L’amélioration du climat des affaires demeure une condition sine qua non au maintien d’un régime de croissance soutenu à moyen terme. Depuis 2011, de nombreux progrès ont été réalisés notamment sur les plans juridique (codes des investissements, minier, de l’électricité, des télécommunications…) et institutionnel (création du tribunal du commerce, du guichet unique …). En 2018 puis en 2019, le pays a gagné respectivement 17 puis 12 places dans le classement Doing Business pour se hisser au 110ème  rang  mondial sur 190 pays. Néanmoins, de nombreux obstacles demeurent s’agissant notamment de la gouvernance (108ème place sur 176 pays au classement de Transparency International sur la perception de la corruption) ou encore de l’insécurité foncière. L’émergence d’un secteur privé local reste également entravée par les difficultés d’accès aux financements.
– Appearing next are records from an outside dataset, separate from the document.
//! Fixed-delay retry policy.

use backon::{ConstantBuilder, Retryable};
use std::fmt::Display;
use std::future::Future;
use std::sync::atomic::{AtomicUsize, Ordering};
use std::time::Duration;
use thiserror::Error;

/// Final failure of a retried operation.
#[derive(Debug, Error)]
#[error("gave up after {attempts} attempt(s): {last_error}")]
pub struct RetryExhausted<E: Display> {
    /// Number of attempts that were made.
    pub attempts: usize,
    /// Error returned by the last attempt.
    pub last_error: E,
}

/// Bounded retry with a constant pause between attempts and no jitter.
#[derive(Debug, Clone, Copy, PartialEq, Eq)]
pub struct RetryPolicy {
    max_attempts: usize,
    delay: Duration,
}

impl RetryPolicy {
    /// Build a policy making at most `max_attempts` attempts (at least one).
    pub fn new(max_attempts: usize, delay: Duration) -> Self {
        Self {
            max_attempts: max_attempts.max(1),
            delay,
        }
    }

    /// Total attempts made before giving up.
    pub fn max_attempts(&self) -> usize {
        self.max_attempts
    }

    /// Pause between two consecutive attempts.
    pub fn delay(&self) -> Duration {
        self.delay
    }

    /// Run `operation` until it succeeds, `when` rejects its error, or attempts run out.
    ///
    /// No pause follows the final attempt.
    pub async fn execute<T, E, F, Fut, W>(
        &self,
        mut operation: F,
        when: W,
    ) -> Result<T, RetryExhausted<E>>
    where
        E: Display,
        F: FnMut() -> Fut,
        Fut: Future<Output = Result<T, E>>,
        W: FnMut(&E) -> bool,
    {
        let attempts = AtomicUsize::new(0);
        let backoff = ConstantBuilder::default()
            .with_delay(self.delay)
            .with_max_times(self.max_attempts - 1);

        let result = (|| {
            let attempt = attempts.fetch_add(1, Ordering::Relaxed) + 1;
            tracing::debug!(attempt, max_attempts = self.max_attempts, "Starting attempt");
            operation()
        })
        .retry(backoff)
        .when(when)
        .notify(|error: &E, delay: Duration| {
            tracing::warn!(
                attempt = attempts.load(Ordering::Relaxed),
                delay_ms = delay.as_millis() as u64,
                error = %error,
                "Attempt failed; retrying after delay"
            );
        })
        .await;

        let attempts = attempts.load(Ordering::Relaxed);
        match result {
            Ok(value) => {
                tracing::debug!(attempts, "Operation succeeded");
                Ok(value)
            }
            Err(last_error) => Err(RetryExhausted {
                attempts,
                last_error,
            }),
        }
    }
}
use std::env;
use std::path::PathBuf;
use std::time::Duration;
use thiserror::Error;

/// Default cadence: every 12 hours, on the hour.
pub const DEFAULT_INGEST_SCHEDULE: &str = "0 0 0/12 * * *";
const DEFAULT_DOCS_PATH: &str = "docs";
const DEFAULT_OPENAI_BASE_URL: &str = "https://api.openai.com/v1";
const DEFAULT_EMBEDDING_MODEL: &str = "text-embedding-ada-002";
const DEFAULT_EMBEDDING_DIMENSION: usize = 1536;
const DEFAULT_COMPLETION_MODEL: &str = "chatgpt-4o-latest";
const DEFAULT_PINECONE_CONTROLLER_URL: &str = "https://api.pinecone.io";
const DEFAULT_TIMEOUT_SECS: u64 = 30;
const DEFAULT_EMBED_MAX_ATTEMPTS: usize = 5;
const DEFAULT_EMBED_RETRY_DELAY_MS: u64 = 5000;
const DEFAULT_CACHE_TOP_K: usize = 100;

/// Errors encountered while loading configuration from environment variables.
#[derive(Debug, Error)]
pub enum ConfigError {
    /// Required environment variable was not provided.
    #[error("Missing environment variable: {0}")]
    MissingVariable(String),
    /// Environment variable contained a value that could not be parsed.
    #[error("Invalid value for environment variable: {0}")]
    InvalidValue(String),
}

/// Runtime configuration for the ingestion service.
#[derive(Debug, Clone)]
pub struct Config {
    /// Directory scanned for documents on every run.
    pub docs_path: PathBuf,
    /// Cron expression controlling the run cadence.
    pub ingest_schedule: String,
    /// API key for the OpenAI embeddings and chat endpoints.
    pub openai_api_key: String,
    /// Base URL of the OpenAI-compatible API.
    pub openai_base_url: String,
    /// Embedding model identifier passed to the provider.
    pub embedding_model: String,
    /// Dimensionality of the produced vectors.
    pub embedding_dimension: usize,
    /// Chat model used by the completion path.
    pub completion_model: String,
    /// Request timeout applied to embedding and completion calls.
    pub embedding_timeout: Duration,
    /// API key for Pinecone.
    pub pinecone_api_key: String,
    /// Name of the Pinecone index receiving the records.
    pub pinecone_index_name: String,
    /// Pinecone control-plane URL used to resolve the index host.
    pub pinecone_controller_url: String,
    /// Optional data-plane host override; skips host resolution when set.
    pub pinecone_index_host: Option<String>,
    /// Request timeout applied to Pinecone calls.
    pub index_timeout: Duration,
    /// Total embedding attempts per document.
    pub embed_max_attempts: usize,
    /// Fixed pause between embedding attempts.
    pub embed_retry_delay: Duration,
    /// Number of records fetched into the startup cache.
    pub cache_top_k: usize,
    /// Optional port for the admin HTTP surface.
    pub server_port: Option<u16>,
}

impl Config {
    /// Load configuration from environment variables, performing validation along the way.
    pub fn from_env() -> Result<Self, ConfigError> {
        Self::from_lookup(|key| env::var(key).ok())
    }

    /// Load configuration through an arbitrary key lookup.
    pub fn from_lookup<F>(lookup: F) -> Result<Self, ConfigError>
    where
        F: Fn(&str) -> Option<String>,
    {
        let vars = Vars { lookup };
        let embedding_dimension = vars.parsed("EMBEDDING_DIMENSION", DEFAULT_EMBEDDING_DIMENSION)?;
        if embedding_dimension == 0 {
            return Err(ConfigError::InvalidValue("EMBEDDING_DIMENSION".into()));
        }
        let embed_max_attempts = vars.parsed("EMBED_MAX_ATTEMPTS", DEFAULT_EMBED_MAX_ATTEMPTS)?;
        if embed_max_attempts == 0 {
            return Err(ConfigError::InvalidValue("EMBED_MAX_ATTEMPTS".into()));
        }

        Ok(Self {
            docs_path: PathBuf::from(vars.or_default("DOCS_PATH", DEFAULT_DOCS_PATH)),
            ingest_schedule: vars.or_default("INGEST_SCHEDULE", DEFAULT_INGEST_SCHEDULE),
            openai_api_key: vars.required("OPENAI_API_KEY")?,
            openai_base_url: vars.or_default("OPENAI_BASE_URL", DEFAULT_OPENAI_BASE_URL),
            embedding_model: vars.or_default("EMBEDDING_MODEL", DEFAULT_EMBEDDING_MODEL),
            embedding_dimension,
            completion_model: vars.or_default("COMPLETION_MODEL", DEFAULT_COMPLETION_MODEL),
            embedding_timeout: Duration::from_secs(
                vars.parsed("EMBEDDING_TIMEOUT_SECS", DEFAULT_TIMEOUT_SECS)?,
            ),
            pinecone_api_key: vars.required("PINECONE_API_KEY")?,
            pinecone_index_name: vars.required("PINECONE_INDEX_NAME")?,
            pinecone_controller_url: vars
                .or_default("PINECONE_CONTROLLER_URL", DEFAULT_PINECONE_CONTROLLER_URL),
            pinecone_index_host: vars.optional("PINECONE_INDEX_HOST"),
            index_timeout: Duration::from_secs(
                vars.parsed("INDEX_TIMEOUT_SECS", DEFAULT_TIMEOUT_SECS)?,
            ),
            embed_max_attempts,
            embed_retry_delay: Duration::from_millis(
                vars.parsed("EMBED_RETRY_DELAY_MS", DEFAULT_EMBED_RETRY_DELAY_MS)?,
            ),
            cache_top_k: vars.parsed("CACHE_TOP_K", DEFAULT_CACHE_TOP_K)?,
            server_port: vars
                .optional("SERVER_PORT")
                .map(|value| {
                    value
                        .parse()
                        .map_err(|_| ConfigError::InvalidValue("SERVER_PORT".into()))
                })
                .transpose()?,
        })
    }
}

struct Vars<F> {
    lookup: F,
}

impl<F> Vars<F>
where
    F: Fn(&str) -> Option<String>,
{
    fn optional(&self, key: &str) -> Option<String> {
        (self.lookup)(key)
            .map(|value| value.trim().to_string())
            .filter(|value| !value.is_empty())
    }

    fn required(&self, key: &str) -> Result<String, ConfigError> {
        self.optional(key)
            .ok_or_else(|| ConfigError::MissingVariable(key.to_string()))
    }

    fn or_default(&self, key: &str, default: &str) -> String {
        self.optional(key).unwrap_or_else(|| default.to_string())
    }

    fn parsed<T: std::str::FromStr>(&self, key: &str, default: T) -> Result<T, ConfigError> {
        match self.optional(key) {
            Some(value) => value
                .parse()
                .map_err(|_| ConfigError::InvalidValue(key.to_string())),
            None => Ok(default),
        }
    }
}

/// Load `.env` (when present) and the process environment into a validated [`Config`].
pub fn load_config() -> Result<Config, ConfigError> {
    dotenvy::dotenv().ok();
    let config = Config::from_env()?;
    tracing::debug!(
        docs_path = %config.docs_path.display(),
        schedule = %config.ingest_schedule,
        index = %config.pinecone_index_name,
        embedding_model = %config.embedding_model,
        embedding_dimension = config.embedding_dimension,
        server_port = ?config.server_port,
        "Loaded configuration"
    );
    Ok(config)
}
impl<'a> RunGuard<'a> {
    fn acquire(flag: &'a AtomicBool) -> Option<Self> {
        flag.compare_exchange(false, true, Ordering::AcqRel, Ordering::Acquire)
            .ok()
            .map(|_| Self { flag })
    }
}

impl Drop for RunGuard<'_> {
    fn drop(&mut self) {
        self.flag.store(false, Ordering::Release);
    }
}

#[cfg(test)]
mod tests {
    use super::*;
    use crate::documents::{DocumentExtractor, DocumentSourceError};
    use crate::pinecone::{IndexMatch, PineconeError, QueryRequest};
    use async_trait::async_trait;
    use reqwest::StatusCode;
    use std::collections::HashMap;
    use std::sync::Mutex;
    use std::time::Duration;
    use tokio::sync::Notify;

    struct StaticSource(Vec<Document>);

    #[async_trait]
    impl DocumentSource for StaticSource {
        async fn list_documents(&self) -> Result<Vec<Document>, DocumentSourceError> {
            Ok(self.0.clone())
        }
    }

    struct UnavailableSource;

    #[async_trait]
    impl DocumentSource for UnavailableSource {
        async fn list_documents(&self) -> Result<Vec<Document>, DocumentSourceError> {
            Err(DocumentSourceError::SourceUnavailable {
                path: "/denied".into(),
                reason: "permission denied".into(),
            })
        }
    }

    /// Blocks inside `list_documents` until released.
    struct GatedSource {
        entered: Notify,
        release: Notify,
    }

    #[async_trait]
    impl DocumentSource for GatedSource {
        async fn list_documents(&self) -> Result<Vec<Document>, DocumentSourceError> {
            self.entered.notify_one();
            self.release.notified().await;
            Ok(vec![Document::new("gated.txt", "gated text")])
        }
    }

    /// Fails a configured number of times per input text; `usize::MAX` means always.
    #[derive(Default)]
    struct ScriptedEmbedder {
        failures: Mutex<HashMap<String, usize>>,
        calls: Mutex<Vec<String>>,
    }

    impl ScriptedEmbedder {
        fn failing(text: &str, times: usize) -> Self {
            let embedder = Self::default();
            embedder
                .failures
                .lock()
                .unwrap()
                .insert(text.to_string(), times);
            embedder
        }

        fn calls(&self) -> Vec<String> {
            self.calls.lock().unwrap().clone()
        }
    }

    #[async_trait]
    impl EmbeddingClient for ScriptedEmbedder {
        async fn embed(&self, text: &str) -> Result<Vec<f32>, EmbeddingClientError> {
            self.calls.lock().unwrap().push(text.to_string());
            let mut failures = self.failures.lock().unwrap();
            if let Some(remaining) = failures.get_mut(text)
                && *remaining > 0
            {
                if *remaining != usize::MAX {
                    *remaining -= 1;
                }
                return Err(EmbeddingClientError::UnexpectedStatus {
                    status: StatusCode::SERVICE_UNAVAILABLE,
                    body: "overloaded".into(),
                });
            }
            Ok(vec![text.len() as f32, 1.0])
        }
    }

    #[derive(Default)]
    struct RecordingIndex {
        records: Mutex<Vec<Record>>,
        reject_filename: Option<String>,
    }

    impl RecordingIndex {
        fn records(&self) -> Vec<Record> {
            self.records.lock().unwrap().clone()
        }
    }

    #[async_trait]
    impl VectorIndex for RecordingIndex {
        async fn upsert(&self, record: &Record) -> Result<(), PineconeError> {
            if self.reject_filename.as_deref() == Some(record.metadata.filename.as_str()) {
                return Err(PineconeError::UnexpectedStatus {
                    status: StatusCode::BAD_REQUEST,
                    body: "dimension mismatch".into(),
                });
            }
            self.records.lock().unwrap().push(record.clone());
            Ok(())
        }

        async fn query(&self, _request: &QueryRequest) -> Result<Vec<IndexMatch>, PineconeError> {
            Ok(Vec::new())
        }
    }

    fn orchestrator(
        source: Arc<dyn DocumentSource>,
        embedder: Arc<ScriptedEmbedder>,
        index: Arc<RecordingIndex>,
    ) -> IngestionOrchestrator {
        IngestionOrchestrator::new(
            source,
            Arc::new(DocumentExtractor::new()),
            embedder,
            index,
            RetryPolicy::new(5, Duration::from_millis(5000)),
            Arc::new(IngestMetrics::new()),
        )
    }

    fn docs(items: &[(&str, &str)]) -> Arc<StaticSource> {
        Arc::new(StaticSource(
            items
                .iter()
                .map(|(name, text)| Document::new(*name, *text))
                .collect(),
        ))
    }

    #[tokio::test(start_paused = true)]
    async fn retries_embedding_until_fifth_attempt_succeeds() {
        let embedder = Arc::new(ScriptedEmbedder::failing("flaky text", 4));
        let index = Arc::new(RecordingIndex::default());
        let orchestrator = orchestrator(
            docs(&[("flaky.txt", "flaky   text")]),
            embedder.clone(),
            index.clone(),
        );

        let started = tokio::time::Instant::now();
        let report = orchestrator.run().await.expect("run");
        let elapsed = started.elapsed();

        assert_eq!(embedder.calls().len(), 5);
        assert!(
            elapsed >= Duration::from_millis(20_000) && elapsed < Duration::from_millis(20_010),
            "expected four 5000 ms delays, got {elapsed:?}"
        );
        let records = index.records();
        assert_eq!(records.len(), 1);
        assert_eq!(records[0].metadata.filename, "flaky.txt");
        assert_eq!(records[0].metadata.text_snippet, "flaky   text");
        assert_eq!(report.records_upserted, vec![records[0].id.clone()]);
        assert!(report.skipped.is_empty());
    }

    #[tokio::test(start_paused = true)]
    async fn exhausted_embedding_skips_document() {
        let embedder = Arc::new(ScriptedEmbedder::failing("doomed", usize::MAX));
        let index = Arc::new(RecordingIndex::default());
        let orchestrator = orchestrator(docs(&[("doomed.txt", "doomed")]), embedder.clone(), index.clone());

        let report = orchestrator.run().await.expect("run completes");

        assert_eq!(embedder.calls().len(), 5);
        assert!(index.records().is_empty());
        assert_eq!(report.skipped.len(), 1);
        assert_eq!(report.skipped[0].name, "doomed.txt");
        assert_eq!(report.skipped[0].stage, "embedding");
        assert!(report.skipped[0].reason.contains("5 attempt"));
        assert_eq!(orchestrator.metrics_snapshot().documents_skipped, 1);
    }

    #[tokio::test(start_paused = true)]
    async fn one_failing_document_does_not_stop_the_batch() {
        let embedder = Arc::new(ScriptedEmbedder::failing("second", usize::MAX));
        let index = Arc::new(RecordingIndex::default());
        let orchestrator = orchestrator(
            docs(&[("1.txt", "first"), ("2.txt", "second"), ("3.txt", "third")]),
            embedder.clone(),
            index.clone(),
        );

        let report = orchestrator.run().await.expect("run");

        let filenames: Vec<_> = index
            .records()
            .into_iter()
            .map(|record| record.metadata.filename)
            .collect();
        assert_eq!(filenames, vec!["1.txt", "3.txt"]);
        assert_eq!(report.records_upserted.len(), 2);

        let mut expected_calls = vec!["first".to_string()];
        expected_calls.extend(std::iter::repeat_n("second".to_string(), 5));
        expected_calls.push("third".to_string());
        assert_eq!(embedder.calls(), expected_calls);

        let snapshot = orchestrator.metrics_snapshot();
        assert_eq!(snapshot.documents_upserted, 2);
        assert_eq!(snapshot.documents_skipped, 1);
        assert_eq!(snapshot.runs_completed, 1);
    }

    #[tokio::test]
    async fn rerunning_unchanged_input_duplicates_records() {
        let index = Arc::new(RecordingIndex::default());
        let orchestrator = orchestrator(
            docs(&[("same.txt", "unchanged content")]),
            Arc::new(ScriptedEmbedder::default()),
            index.clone(),
        );

        orchestrator.run().await.expect("first run");
        orchestrator.run().await.expect("second run");

        let records = index.records();
        assert_eq!(records.len(), 2);
        assert_ne!(records[0].id, records[1].id);
        assert_eq!(records[0].metadata, records[1].metadata);
        assert_eq!(records[0].values, records[1].values);
    }

    #[tokio::test]
    async fn empty_source_upserts_nothing() {
        let embedder = Arc::new(ScriptedEmbedder::default());
        let index = Arc::new(RecordingIndex::default());
        let orchestrator = orchestrator(docs(&[]), embedder.clone(), index.clone());

        let report = orchestrator.run().await.expect("run");

        assert_eq!(report.documents_listed, 0);
        assert!(report.records_upserted.is_empty());
        assert!(embedder.calls().is_empty());
        assert!(index.records().is_empty());
        assert_eq!(orchestrator.metrics_snapshot().runs_completed, 1);
    }

    #[tokio::test]
    async fn unavailable_source_counts_as_no_documents() {
        let index = Arc::new(RecordingIndex::default());
        let orchestrator = orchestrator(
            Arc::new(UnavailableSource),
            Arc::new(ScriptedEmbedder::default()),
            index.clone(),
        );

        let report = orchestrator.run().await.expect("run");
        assert_eq!(report.documents_listed, 0);
        assert!(index.records().is_empty());
    }

    #[tokio::test]
    async fn extraction_failure_skips_without_embedding() {
        let embedder = Arc::new(ScriptedEmbedder::default());
        let index = Arc::new(RecordingIndex::default());
        let source = Arc::new(StaticSource(vec![
            Document::new("blank.txt", "   \n  "),
            Document::new("binary.bin", vec![0xffu8, 0xfe, 0x00]),
            Document::new("ok.txt", "usable"),
        ]));
        let orchestrator = orchestrator(source, embedder.clone(), index.clone());

        let report = orchestrator.run().await.expect("run");

        assert_eq!(embedder.calls(), vec!["usable".to_string()]);
        assert_eq!(index.records().len(), 1);
        let stages: Vec<_> = report.skipped.iter().map(|skip| skip.stage).collect();
        assert_eq!(stages, vec!["extraction", "extraction"]);
    }

    #[tokio::test]
    async fn store_failure_is_isolated() {
        let index = Arc::new(RecordingIndex {
            reject_filename: Some("bad.txt".into()),
            ..RecordingIndex::default()
        });
        let orchestrator = orchestrator(
            docs(&[("bad.txt", "rejected"), ("good.txt", "accepted")]),
            Arc::new(ScriptedEmbedder::default()),
            index.clone(),
        );

        let report = orchestrator.run().await.expect("run");

        assert_eq!(index.records().len(), 1);
        assert_eq!(index.records()[0].metadata.filename, "good.txt");
        assert_eq!(report.skipped.len(), 1);
        assert_eq!(report.skipped[0].stage, "store");
    }

    #[tokio::test]
    async fn overlapping_run_is_rejected() {
        let source = Arc::new(GatedSource {
            entered: Notify::new(),
            release: Notify::new(),
        });
        let index = Arc::new(RecordingIndex::default());
        let orchestrator = Arc::new(orchestrator(
            source.clone(),
            Arc::new(ScriptedEmbedder::default()),
            index.clone(),
        ));

        let first = tokio::spawn({
            let orchestrator = orchestrator.clone();
            async move { orchestrator.run().await }
        });
        source.entered.notified().await;
        assert!(orchestrator.is_running());

        let overlapping = orchestrator.run().await;
        assert!(matches!(overlapping, Err(RunError::AlreadyRunning)));

        source.release.notify_one();
        let report = first.await.expect("join").expect("first run");
        assert_eq!(report.records_upserted.len(), 1);
        assert!(!orchestrator.is_running());

        let snapshot = orchestrator.metrics_snapshot();
        assert_eq!(snapshot.runs_rejected, 1);
        assert_eq!(snapshot.runs_completed, 1);
        assert_eq!(index.records().len(), 1);
    }
}
//! Shared types used by the Pinecone client.

use reqwest::StatusCode;
use serde::{Deserialize, Serialize};
use serde_json::{Map, Value};
use thiserror::Error;

/// Errors returned while interacting with Pinecone.
#[derive(Debug, Error)]
pub enum PineconeError {
    /// A configured URL failed to parse or normalize.
    #[error("Invalid Pinecone URL: {0}")]
    InvalidUrl(String),
    /// The API key was empty at authorization time.
    #[error("Pinecone API key is not set")]
    MissingApiKey,
    /// The index description did not carry a data-plane host.
    #[error("Pinecone index '{0}' has no host")]
    MissingHost(String),
    /// HTTP layer failed before receiving a response.
    #[error("HTTP request failed: {0}")]
    Http(#[from] reqwest::Error),
    /// Pinecone responded with an unexpected status code.
    #[error("Unexpected Pinecone response ({status}): {body}")]
    UnexpectedStatus {
        /// HTTP status returned from Pinecone.
        status: StatusCode,
        /// Body payload associated with the failing response.
        body: String,
    },
}

/// Similarity query against the index.
#[derive(Debug, Clone, Serialize)]
#[serde(rename_all = "camelCase")]
pub struct QueryRequest {
    /// Query vector; must match the index dimension.
    pub vector: Vec<f32>,
    /// Maximum number of matches to return.
    pub top_k: usize,
    /// Whether match metadata is returned.
    pub include_metadata: bool,
    /// Whether match vectors are returned.
    pub include_values: bool,
}

/// Nearest-neighbor match returned by a query.
#[derive(Debug, Clone, Deserialize, Serialize)]
pub struct IndexMatch {
    /// Record identifier.
    pub id: String,
    /// Similarity score computed by Pinecone.
    #[serde(default)]
    pub score: f32,
    /// Stored vector, present when `includeValues` was requested.
    #[serde(default)]
    pub values: Vec<f32>,
    /// Stored metadata, present when `includeMetadata` was requested.
    #[serde(default)]
    pub metadata: Option<Map<String, Value>>,
}

#[derive(Deserialize)]
pub(crate) struct DescribeIndexResponse {
    #[serde(default)]
    pub(crate) host: Option<String>,
}

#[derive(Deserialize)]
pub(crate) struct QueryResponse {
    #[serde(default)]
    pub(crate) matches: Vec<IndexMatch>,
}

#[derive(Deserialize)]
#[serde(rename_all = "camelCase")]
pub(crate) struct UpsertResponse {
    #[serde(default)]
    pub(crate) upserted_count: Option<u64>,
}
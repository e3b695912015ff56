//! HTTP client wrapper for interacting with Pinecone.

use crate::config::Config;
use crate::http::{build_client, failure_parts, format_endpoint, normalize_base_url};
use crate::pinecone::VectorIndex;
use crate::pinecone::types::{
    DescribeIndexResponse, IndexMatch, PineconeError, QueryRequest, QueryResponse, UpsertResponse,
};
use crate::processing::Record;
use async_trait::async_trait;
use reqwest::{Client, Method};
use serde_json::json;

const API_VERSION: &str = "2024-07";

/// Lightweight HTTP client for a single Pinecone index.
pub struct PineconeService {
    pub(crate) client: Client,
    pub(crate) host: String,
    pub(crate) api_key: String,
}

impl PineconeService {
    /// Build the client and resolve the index data-plane host.
    ///
    /// When `PINECONE_INDEX_HOST` is configured the control plane is not contacted.
    pub async fn authorize(config: &Config) -> Result<Self, PineconeError> {
        if config.pinecone_api_key.trim().is_empty() {
            return Err(PineconeError::MissingApiKey);
        }

        let client = build_client("pinecone", config.index_timeout)?;
        let host = match &config.pinecone_index_host {
            Some(host) => host.clone(),
            None => {
                describe_index_host(
                    &client,
                    &config.pinecone_controller_url,
                    &config.pinecone_api_key,
                    &config.pinecone_index_name,
                )
                .await?
            }
        };
        let host = normalize_base_url(&with_scheme(&host)).map_err(PineconeError::InvalidUrl)?;

        tracing::debug!(
            index = %config.pinecone_index_name,
            host = %host,
            timeout_secs = config.index_timeout.as_secs(),
            "Initialized Pinecone HTTP client"
        );

        Ok(Self {
            client,
            host,
            api_key: config.pinecone_api_key.clone(),
        })
    }

    /// Upsert a single record into the index.
    pub async fn upsert_record(&self, record: &Record) -> Result<(), PineconeError> {
        let response = self
            .request(Method::POST, "vectors/upsert")
            .json(&json!({ "vectors": [record] }))
            .send()
            .await?;

        if !response.status().is_success() {
            let (status, body) = failure_parts(response).await;
            let error = PineconeError::UnexpectedStatus { status, body };
            tracing::error!(record_id = %record.id, error = %error, "Pinecone upsert failed");
            return Err(error);
        }

        let upserted = response
            .json::<UpsertResponse>()
            .await
            .ok()
            .and_then(|payload| payload.upserted_count);
        tracing::debug!(record_id = %record.id, upserted = ?upserted, "Record upserted");
        Ok(())
    }

    /// Run a nearest-neighbor query, returning at most `top_k` matches.
    pub async fn query_matches(
        &self,
        request: &QueryRequest,
    ) -> Result<Vec<IndexMatch>, PineconeError> {
        let response = self
            .request(Method::POST, "query")
            .json(request)
            .send()
            .await?;

        if !response.status().is_success() {
            let (status, body) = failure_parts(response).await;
            let error = PineconeError::UnexpectedStatus { status, body };
            tracing::error!(top_k = request.top_k, error = %error, "Pinecone query failed");
            return Err(error);
        }

        let QueryResponse { mut matches } = response.json().await?;
        matches.truncate(request.top_k);
        tracing::debug!(matches = matches.len(), "Pinecone query completed");
        Ok(matches)
    }

    fn request(&self, method: Method, path: &str) -> reqwest::RequestBuilder {
        self.client
            .request(method, format_endpoint(&self.host, path))
            .header("Api-Key", &self.api_key)
            .header("X-Pinecone-API-Version", API_VERSION)
    }
}

#[async_trait]
impl VectorIndex for PineconeService {
    async fn upsert(&self, record: &Record) -> Result<(), PineconeError> {
        self.upsert_record(record).await
    }

    async fn query(&self, request: &QueryRequest) -> Result<Vec<IndexMatch>, PineconeError> {
        self.query_matches(request).await
    }
}

async fn describe_index_host(
    client: &Client,
    controller_url: &str,
    api_key: &str,
    index_name: &str,
) -> Result<String, PineconeError> {
    let controller = normalize_base_url(controller_url).map_err(PineconeError::InvalidUrl)?;
    let response = client
        .get(format_endpoint(&controller, &format!("indexes/{index_name}")))
        .header("Api-Key", api_key)
        .header("X-Pinecone-API-Version", API_VERSION)
        .send()
        .await?;

    if !response.status().is_success() {
        let (status, body) = failure_parts(response).await;
        let error = PineconeError::UnexpectedStatus { status, body };
        tracing::error!(index = index_name, error = %error, "Describe index failed");
        return Err(error);
    }

    let DescribeIndexResponse { host } = response.json().await?;
    host.filter(|host| !host.trim().is_empty())
        .ok_or_else(|| PineconeError::MissingHost(index_name.to_string()))
}

fn with_scheme(host: &str) -> String {
    if host.contains("://") {
        host.to_string()
    } else {
        format!("https://{host}")
    }
}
Pourtant, le secteur bancaire ivoirien présente des indicateurs dans l’ensemble bien orientés. Les autorités régionales doivent poursuivre les efforts pour améliorer l’inclusion bancaire : la Côte d’Ivoire affiche un taux de bancarisation faible de l’ordre de 22% de sa population, mais l’accès aux services financiers est porté à un peu plus de 70% en incluant l’usage de la monnaie électronique et la microfinance.